While I was interning at a national Canadian fashion magazine in 1995, not knowing a soul but eager to jumpstart my journey towards being an editor, a year later Huma was following her own dream as an intern at the White House. Both of us carving out our own paths and opening doors for South Asian women who also dared to venture into these worlds.

Now both of us are at the top of our respective games, we've earned our stripes and years of experience. And here is where our paths diverge.

She has a problem I can't even imagine. A straying husband. So when her newlywed hubs Weiner leaned into the gas pedal of his political ride towards the cliff, TV interview-hopping, educating us on the meaning of the word "certitude" and giving all of us a "this doesn't add up" moment, my thoughts immediately went to Huma.

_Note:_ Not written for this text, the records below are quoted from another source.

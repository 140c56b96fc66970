use serde::Deserialize;

use crate::http::headers::Headers;
use crate::http::request::{Method, Request, Version};

const HEADERS_END: &[u8] = b"\r\n\r\n";

#[derive(Debug, PartialEq, Eq, thiserror::Error)]
pub enum ParseError {
    #[error("need more data")]
    Incomplete,
    #[error("bad request line")]
    InvalidRequest,
    #[error("bad method")]
    InvalidMethod,
    #[error("bad version")]
    InvalidVersion,
    #[error("bad header")]
    InvalidHeader,
    #[error("bad Content-Length")]
    InvalidContentLength,
    #[error("unsupported Transfer-Encoding")]
    UnsupportedTransferEncoding,
    #[error("header limit exceeded")]
    HeaderTooLarge,
    #[error("body limit exceeded")]
    BodyTooLarge,
}

/// Size limits applied while parsing a request.
#[derive(Debug, Clone, Copy, PartialEq, Eq, Deserialize)]
#[serde(default)]
pub struct Limits {
    /// Largest accepted request line plus header block, terminator included
    pub max_header_bytes: usize,
    /// Largest accepted Content-Length
    pub max_body_bytes: usize,
}

impl Default for Limits {
    fn default() -> Self {
        Self {
            max_header_bytes: 8 * 1024,
            max_body_bytes: 1024 * 1024,
        }
    }
}

/// Parses one request from the front of `buf` using the default [`Limits`].
///
/// On success returns the request and the number of bytes it occupied;
/// anything after that belongs to the next request.
pub fn parse_http_request(buf: &[u8]) -> Result<(Request, usize), ParseError> {
    parse_http_request_with_limits(buf, &Limits::default())
}

pub fn parse_http_request_with_limits(
    buf: &[u8],
    limits: &Limits,
) -> Result<(Request, usize), ParseError> {
    // Stray CRLFs between requests are ignored
    let skipped = leading_empty_lines(buf);
    let buf = &buf[skipped..];

    // Look for header/body separator
    let headers_end = match find_headers_end(buf) {
        Some(pos) => pos,
        None if buf.len() >= limits.max_header_bytes => return Err(ParseError::HeaderTooLarge),
        None => return Err(ParseError::Incomplete),
    };
    if headers_end + HEADERS_END.len() > limits.max_header_bytes {
        return Err(ParseError::HeaderTooLarge);
    }

    let header_bytes = &buf[..headers_end];
    let body_bytes = &buf[headers_end + HEADERS_END.len()..];

    let mut lines = header_bytes
        .split(|&b| b == b'\n')
        .map(|line| line.strip_suffix(b"\r").unwrap_or(line));

    // Request line
    let request_line = lines.next().ok_or(ParseError::InvalidRequest)?;
    let request_line = std::str::from_utf8(request_line)
        .map_err(|_| ParseError::InvalidRequest)?;
    let (method, path, version) = split_request_line(request_line)?;

    if !is_token(method) {
        return Err(ParseError::InvalidMethod);
    }
    let method = Method::parse(method);
    let version = Version::parse(version).ok_or(ParseError::InvalidVersion)?;

    // Headers; values may carry obs-text, which is decoded lossily
    let mut headers = Headers::new();
    for line in lines {
        let colon = line
            .iter()
            .position(|&b| b == b':')
            .ok_or(ParseError::InvalidHeader)?;

        let key = std::str::from_utf8(&line[..colon])
            .ok()
            .filter(|key| is_token(key))
            .ok_or(ParseError::InvalidHeader)?;
        let value = String::from_utf8_lossy(line[colon + 1..].trim_ascii());
        headers.append(key, value);
    }

    if headers.contains("Transfer-Encoding") {
        return Err(ParseError::UnsupportedTransferEncoding);
    }

    // Body
    let content_length = content_length(&headers)?;
    if content_length > limits.max_body_bytes {
        return Err(ParseError::BodyTooLarge);
    }
    if body_bytes.len() < content_length {
        return Err(ParseError::Incomplete);
    }

    let request = Request {
        method,
        path: path.to_string(),
        version,
        headers,
        body: body_bytes[..content_length].to_vec(),
    };

    let total_consumed = skipped + headers_end + HEADERS_END.len() + content_length;
    Ok((request, total_consumed))
}

/// Length of the run of `\r\n` pairs at the front of `buf`.
pub(crate) fn leading_empty_lines(buf: &[u8]) -> usize {
    buf.chunks_exact(2).take_while(|pair| *pair == b"\r\n").count() * 2
}

fn split_request_line(line: &str) -> Result<(&str, &str, &str), ParseError> {
    let mut parts = line.split(' ');
    let (Some(method), Some(path), Some(version), None) =
        (parts.next(), parts.next(), parts.next(), parts.next())
    else {
        return Err(ParseError::InvalidRequest);
    };
    if path.is_empty() {
        return Err(ParseError::InvalidRequest);
    }
    Ok((method, path, version))
}

/// Every Content-Length field has to agree; a missing one means no body.
///
/// Values must be plain digits, since HEAD replies pass them on verbatim.
fn content_length(headers: &Headers) -> Result<usize, ParseError> {
    let mut length = None;
    for value in headers.get_all("Content-Length") {
        if value.is_empty() || !value.bytes().all(|b| b.is_ascii_digit()) {
            return Err(ParseError::InvalidContentLength);
        }
        let parsed = value
            .parse::<usize>()
            .map_err(|_| ParseError::InvalidContentLength)?;
        if length.is_some_and(|l| l != parsed) {
            return Err(ParseError::InvalidContentLength);
        }
        length = Some(parsed);
    }
    Ok(length.unwrap_or(0))
}

fn is_token(s: &str) -> bool {
    !s.is_empty()
        && s.bytes().all(|b| {
            b.is_ascii_alphanumeric() || b"!#$%&'*+-.^_`|~".contains(&b)
        })
}

fn find_headers_end(buf: &[u8]) -> Option<usize> {
    buf.windows(HEADERS_END.len())
        .position(|w| w == HEADERS_END)
}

I'm sure I don't have to tell her, but being South Asian in this instance is a blessing. It's this rich family-oriented culture, which undoubtedly put the Abedin family's protective huddle position into overdrive, the sole purpose: protect Huma. I've experienced that when my heart was broken. My family went into overdrive stepping in and stepping back when necessary. And it wasn't just my immediate family; it was countless aunts, uncles and cousins who all stepped up.

So Huma, I'm not going to get into a long lecture about what you should do or shouldn't do. We share another similarity: hate it when people get into our business.

What I will say and with no reservation, is that from one South Asian woman to another, I got your back. And I know that I'm not alone.